Source: *(425) What is quantum entanglement explained as simple as possible? – Quora*

Entanglement is a relationship between two or more systems such that observations of one provides information about another.

Perhaps the first thing one needs to know about quantum entanglement is how it compares to the classical entanglement that we are all familiar with (and which no-one gets particularly excited about). So let’s start with the classical case.

If we put two distinct items (eg black&white balls, left&right gloves, or Bertelmann’s socks) in identical boxes, and send them far apart after making a random choice to decide which box goes in which direction, then an observer who opens a box and sees one of the items knows immediately what’s in the other.

Before the observation, the state of the system is not known precisely but instead can be described as a probabilistic mixture which “collapses” as soon as the observation is made. But of course we all understand that the probabilistic nature of the situation depends on the observer, and the collapse seen by the first observer doesn’t happen for the second until either the second box is opened or a message from the first observer travels between them.

In the classical case, all of the observer-dependent randomness can be attributed to a lack of knowledge, but in the quantum situation at least some of the randomness appears to be essential in that sometimes we cannot determine one quantity without introducing randomness in another. It’s as if the boxes contained a pair of socks such that if one looks red then the other looks green, but if we look in different light the possible colours are yellow and blue. But a sock that looks either yellow or blue is equally likely in the original light to appear red or green.
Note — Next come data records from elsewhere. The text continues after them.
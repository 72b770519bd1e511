//! DIF3D-style six character labels
//!
//! DIF3D wants labels that start with a letter and are six characters long.
//! Axial indices are mapped onto single characters: `A-Z`, then `0-9`, then
//! ASCII 91 through 122 (`[` to `z`).

// internal modules
use crate::error::{Error, Result};
use crate::utils::*;

/// Number of axial cells that can be given a single character label
pub const MAX_AXIAL_CELLS: usize = 26 + 10 + 32;

/// Single character for an axial index, bottom cell is `A`
///
/// ```rust
/// # use dif3d::geometry::axial_char;
/// assert_eq!(axial_char(0), Some('A'));
/// assert_eq!(axial_char(26), Some('0'));
/// assert_eq!(axial_char(36), Some('['));
/// assert_eq!(axial_char(67), Some('z'));
/// assert_eq!(axial_char(68), None);
/// ```
pub fn axial_char(index: usize) -> Option<char> {
    let code = match index {
        0..=25 => b'A' + index as u8,
        26..=35 => b'0' + (index - 26) as u8,
        36..=67 => 91 + (index - 36) as u8,
        _ => return None,
    };
    Some(code as char)
}

/// Composition (zone) label of a block, `B{assembly:04}{axial}`
///
/// ```rust
/// # use dif3d::geometry::zone_label;
/// assert_eq!(zone_label(12, 4).unwrap(), "B0012E");
/// assert!(zone_label(10000, 0).is_err());
/// ```
pub fn zone_label(assembly: usize, axial: usize) -> Result<String> {
    if assembly > 9999 {
        return Err(Error::InvalidGeometry(f!(
            "Assembly number {assembly} does not fit a zone label"
        )));
    }
    Ok(f!("B{assembly:04}{}", checked_axial_char(axial)?))
}

/// Area label of an assembly location, e.g. ring 3 position 2 is `A3002`
///
/// The tens digit of the ring is written as a letter, so only rings below 26
/// and positions below 1000 can be labelled.
///
/// ```rust
/// # use dif3d::geometry::area_label;
/// assert_eq!(area_label(3, 2).unwrap(), "A3002");
/// assert_eq!(area_label(12, 45).unwrap(), "B2045");
/// assert!(area_label(26, 1).is_err());
/// ```
pub fn area_label(ring: usize, position: usize) -> Result<String> {
    if ring >= 26 || position >= 1000 {
        return Err(Error::InvalidGeometry(f!(
            "Cannot derive a label for ring {ring} position {position}"
        )));
    }
    let letter = (b'A' + (ring / 10) as u8) as char;
    Ok(f!("{letter}{}{position:03}", ring % 10))
}

/// Region label, the area label with the axial character appended
///
/// ```rust
/// # use dif3d::geometry::region_label;
/// assert_eq!(region_label(3, 2, 4).unwrap(), "A3002E");
/// ```
pub fn region_label(ring: usize, position: usize, axial: usize) -> Result<String> {
    Ok(f!("{}{}", area_label(ring, position)?, checked_axial_char(axial)?))
}

fn checked_axial_char(axial: usize) -> Result<char> {
    axial_char(axial).ok_or_else(|| {
        Error::InvalidGeometry(f!(
            "Axial index {axial} exceeds the {MAX_AXIAL_CELLS} labelled cells"
        ))
    })
}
Actually by cleverly packing random pairs of socks it is possible to reproduce those (red-green vs yellow-blue) quantum predictions in a perfectly classical way, but there are also intermediate situations, analogous to lightings in which the colours are orange and turquoise, and what quantum theory predicts about how an observation of either orange or turquoise affects the probabilities of red vs green and yellow vs blue is slightly outside the range of anything that could have been caused by any process of selecting from a random selection of pre-packed sock pairs.